> ABOUT THIS TASK: Which lines run from the one containing "assert_eq!(upstream.invoke(&1), None);" to the end of the entries below? Retype exactly those, both ends included.
******************************
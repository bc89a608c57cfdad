#![forbid(unsafe_code)]

//! Ordered, group-keyed container of connection records.
//!
//! Records are kept sorted by [`GroupKey`], with insertion order preserved
//! inside each key. Positions are plain indices: the list is only ever
//! mutated while uniquely owned by one snapshot (copy-on-write), so there
//! is no iterator invalidation to defend against. Removal is always an
//! explicit [`erase`](GroupedConnectionList::erase) driven by the garbage
//! collector or a grouped disconnect, never implicit.

use std::cmp::Ordering;
use std::sync::Arc;

use crate::group::GroupKey;
use crate::record::ConnectionRecord;

/// Ordered sequence of shared connection records.
pub struct GroupedConnectionList<A, R, G> {
    entries: Vec<Arc<ConnectionRecord<A, R, G>>>,
}

// Shallow: clones the record pointers, shares the records. This is the
// copy-on-write clone a snapshot takes before mutating a shared list.
impl<A, R, G> Clone for GroupedConnectionList<A, R, G> {
    fn clone(&self) -> Self {
        Self {
            entries: self.entries.clone(),
        }
    }
}

impl<A, R, G> Default for GroupedConnectionList<A, R, G> {
    fn default() -> Self {
        Self::new()
    }
}

impl<A, R, G> GroupedConnectionList<A, R, G> {
    pub fn new() -> Self {
        Self {
            entries: Vec::new(),
        }
    }

    pub fn len(&self) -> usize {
        self.entries.len()
    }

    pub fn is_empty(&self) -> bool {
        self.entries.is_empty()
    }

    pub fn get(&self, position: usize) -> Option<&Arc<ConnectionRecord<A, R, G>>> {
        self.entries.get(position)
    }

    pub fn iter(&self) -> std::slice::Iter<'_, Arc<ConnectionRecord<A, R, G>>> {
        self.entries.iter()
    }

    /// Remove the record at `position`. The next position is `position`
    /// itself (everything after shifts down by one).
    pub fn erase(&mut self, position: usize) {
        self.entries.remove(position);
    }
}

impl<A: 'static, R: 'static, G: Ord> GroupedConnectionList<A, R, G> {
    /// Insert before existing records with the same key.
    ///
    /// Position search is O(log n); existing records never reorder.
    pub fn insert_front(&mut self, record: Arc<ConnectionRecord<A, R, G>>) {
        let key = record.group_key();
        let at = self
            .entries
            .partition_point(|entry| entry.group_key() < key);
        self.entries.insert(at, record);
    }

    /// Insert after existing records with the same key.
    pub fn insert_back(&mut self, record: Arc<ConnectionRecord<A, R, G>>) {
        let key = record.group_key();
        let at = self
            .entries
            .partition_point(|entry| entry.group_key() <= key);
        self.entries.insert(at, record);
    }

    /// The contiguous run of records in `group`, possibly empty.
    pub fn range(&self, group: &G) -> &[Arc<ConnectionRecord<A, R, G>>] {
        let lower = self
            .entries
            .partition_point(|entry| cmp_to_group(entry.group_key(), group) == Ordering::Less);
        let upper = self
            .entries
            .partition_point(|entry| cmp_to_group(entry.group_key(), group) != Ordering::Greater);
        &self.entries[lower..upper]
    }
}

fn cmp_to_group<G: Ord>(key: &GroupKey<G>, group: &G) -> Ordering {
    match key {
        GroupKey::FrontUngrouped => Ordering::Less,
        GroupKey::Grouped(g) => g.cmp(group),
        GroupKey::BackUngrouped => Ordering::Greater,
    }
}
#![forbid(unsafe_code)]

//! The caller-facing `Signal` handle.
//!
//! [`Signal`] is a cheap shared handle over the core engine: cloning it
//! produces another handle to the **same** dispatch point. Both see the
//! same connections, and equality is identity. All heavy lifting lives in
//! `sigwire-core`; this type adds the shared-handle ergonomics and
//! signal-to-signal chaining with automatic lifetime tracking.

use std::sync::Arc;

use sigwire_core::combiner::{Combiner, OptionalLastValue};
use sigwire_core::connection::ConnectionHandle;
use sigwire_core::error::ExpiredError;
use sigwire_core::gc::SweepPolicy;
use sigwire_core::group::ConnectPosition;
use sigwire_core::signal::SignalCore;
use sigwire_core::slot::{ExtendedSlot, Slot, SlotId};

/// A dispatch point: slots connect to it, `invoke` delivers to them.
///
/// Parameterized over the argument tuple `A`, the slot result `R`, the
/// combiner `C` (defaults to keep-the-last-value), and the group key `G`.
///
/// Any thread may connect, disconnect, or invoke concurrently; a dispatch
/// in progress runs against the snapshot it captured, so mutations during
/// a pass become visible from the next pass on.
pub struct Signal<A, R = (), C = OptionalLastValue<R>, G = i32> {
    core: Arc<SignalCore<A, R, C, G>>,
}

// Shares the core: both handles dispatch to the same connections.
impl<A, R, C, G> Clone for Signal<A, R, C, G> {
    fn clone(&self) -> Self {
        Self {
            core: Arc::clone(&self.core),
        }
    }
}

impl<A, R, C, G> Signal<A, R, C, G>
where
    A: 'static,
    R: 'static,
    C: Combiner<R>,
    G: Ord + Send + Sync + 'static,
{
    /// Signal with the default-constructed combiner.
    #[must_use]
    pub fn new() -> Self
    where
        C: Default,
    {
        Self::with_combiner(C::default())
    }

    /// Signal with an explicit combiner instance.
    #[must_use]
    pub fn with_combiner(combiner: C) -> Self {
        Self {
            core: Arc::new(SignalCore::with_combiner(combiner)),
        }
    }

    /// Signal with explicit garbage-collection tuning.
    #[must_use]
    pub fn with_policy(combiner: C, policy: SweepPolicy) -> Self {
        Self {
            core: Arc::new(SignalCore::with_policy(combiner, policy)),
        }
    }

    /// Connect an ungrouped slot at the front or back.
    pub fn connect(&self, slot: Slot<A, R>, position: ConnectPosition) -> ConnectionHandle {
        self.core.connect(slot, position)
    }

    /// Connect a slot into `group`, positioned within the group.
    ///
    /// Groups dispatch between the front- and back-ungrouped slots, in
    /// `G`'s order, each group FIFO by insertion.
    pub fn connect_in_group(
        &self,
        group: G,
        slot: Slot<A, R>,
        position: ConnectPosition,
    ) -> ConnectionHandle {
        self.core.connect_in_group(group, slot, position)
    }

    /// Connect a slot that receives its own connection handle, enabling
    /// self-disconnect from within the call.
    pub fn connect_extended(
        &self,
        slot: ExtendedSlot<A, R>,
        position: ConnectPosition,
    ) -> ConnectionHandle {
        self.core.connect_extended(slot, position)
    }

    /// Grouped form of [`connect_extended`](Self::connect_extended).
    pub fn connect_extended_in_group(
        &self,
        group: G,
        slot: ExtendedSlot<A, R>,
        position: ConnectPosition,
    ) -> ConnectionHandle {
        self.core.connect_extended_in_group(group, slot, position)
    }

    /// Connect `downstream` as a slot of this signal.
    ///
    /// Only a weak reference is kept, and the downstream core is tracked:
    /// dropping the last handle to `downstream` expires the chain
    /// connection instead of dangling it. The downstream combiner's output
    /// becomes the slot's result, so it must match this signal's `R`.
    pub fn chain<R2, C2, G2>(&self, downstream: &Signal<A, R2, C2, G2>) -> ConnectionHandle
    where
        R2: 'static,
        C2: Combiner<R2, Output = R>,
        G2: Ord + Send + Sync + 'static,
    {
        let weak = Arc::downgrade(&downstream.core);
        let slot = Slot::fallible(move |args: &A| match weak.upgrade() {
            Some(core) => Ok(core.invoke(args)),
            None => Err(ExpiredError),
        })
        .track(&downstream.core);
        tracing::debug!("chained downstream signal");
        self.connect(slot, ConnectPosition::Back)
    }

    /// Disconnect every connection in `group`.
    pub fn disconnect_group(&self, group: &G) {
        self.core.disconnect_group(group);
    }

    /// Disconnect every connection holding the slot with this identity;
    /// true if any matched.
    pub fn disconnect_slot(&self, id: SlotId) -> bool {
        self.core.disconnect_slot(id)
    }

    /// Disconnect everything.
    pub fn disconnect_all(&self) {
        self.core.disconnect_all();
    }

    /// Dispatch to connected slots in order; returns the combiner result.
    pub fn invoke(&self, args: &A) -> C::Output {
        self.core.invoke(args)
    }

    /// Number of connected slots (blocked ones included).
    #[must_use]
    pub fn num_slots(&self) -> usize {
        self.core.num_slots()
    }

    /// True when no connected slot remains.
    #[must_use]
    pub fn is_empty(&self) -> bool {
        self.core.is_empty()
    }

    /// The current combiner.
    #[must_use]
    pub fn combiner(&self) -> Arc<C> {
        self.core.combiner()
    }

    /// Replace the combiner; applies from the next dispatch on.
    pub fn set_combiner(&self, combiner: C) {
        self.core.set_combiner(combiner);
    }

    /// The garbage-collection tuning this signal runs with.
    #[must_use]
    pub fn policy(&self) -> SweepPolicy {
        self.core.policy()
    }
}

impl<A, R, C, G> Default for Signal<A, R, C, G>
where
    A: 'static,
    R: 'static,
    C: Combiner<R> + Default,
    G: Ord + Send + Sync + 'static,
{
    fn default() -> Self {
        Self::new()
    }
}

// Identity: two handles are equal when they share the same core.
impl<A, R, C, G> PartialEq for Signal<A, R, C, G> {
    fn eq(&self, other: &Self) -> bool {
        Arc::ptr_eq(&self.core, &other.core)
    }
}

impl<A, R, C, G> Eq for Signal<A, R, C, G> {}

impl<A, R, C, G> std::fmt::Debug for Signal<A, R, C, G>
where
    A: 'static,
    R: 'static,
    C: Combiner<R>,
    G: Ord + Send + Sync + 'static,
{
    fn fmt(&self, f: &mut std::fmt::Formatter<'_>) -> std::fmt::Result {
        f.debug_struct("Signal")
            .field("slots", &self.num_slots())
            .finish_non_exhaustive()
    }
}

#[cfg(test)]
mod tests {
    use super::*;

    #[test]
    fn clones_share_the_dispatch_point() {
        let signal: Signal<i32, i32> = Signal::new();
        let other = signal.clone();

        other.connect(Slot::new(|x: &i32| x * 2), ConnectPosition::Back);
        assert_eq!(signal.invoke(&4), Some(8));
        assert_eq!(signal, other);
    }

    #[test]
    fn distinct_signals_are_unequal() {
        let a: Signal<(), ()> = Signal::new();
        let b: Signal<(), ()> = Signal::new();
        assert_ne!(a, b);
    }

    #[test]
    fn debug_reports_slot_count() {
        let signal: Signal<(), ()> = Signal::new();
        signal.connect(Slot::new(|_: &()| ()), ConnectPosition::Back);
        let rendered = format!("{signal:?}");
        assert!(rendered.contains("Signal"));
        assert!(rendered.contains("slots: 1"));
    }

    #[test]
    fn chain_delivers_downstream() {
        let upstream: Signal<i32, Option<i32>> = Signal::new();
        let downstream: Signal<i32, i32> = Signal::new();
        downstream.connect(Slot::new(|x: &i32| x + 1), ConnectPosition::Back);

        upstream.chain(&downstream);
        assert_eq!(upstream.invoke(&1), Some(Some(2)));
    }

    #[test]
    fn dropping_the_downstream_expires_the_chain() {
        let upstream: Signal<i32, Option<i32>> = Signal::new();
        let downstream: Signal<i32, i32> = Signal::new();
        downstream.connect(Slot::new(|x: &i32| x + 1), ConnectPosition::Back);

        let link = upstream.chain(&downstream);
        drop(downstream);

        assert!(link.connected());
        assert_eq!(upstream.invoke(&1), None);
        assert!(!link.connected());
    }
}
******************************
> RESULT OF THE EXERCISE:
        assert_eq!(upstream.invoke(&1), None);
        assert!(!link.connected());
    }
}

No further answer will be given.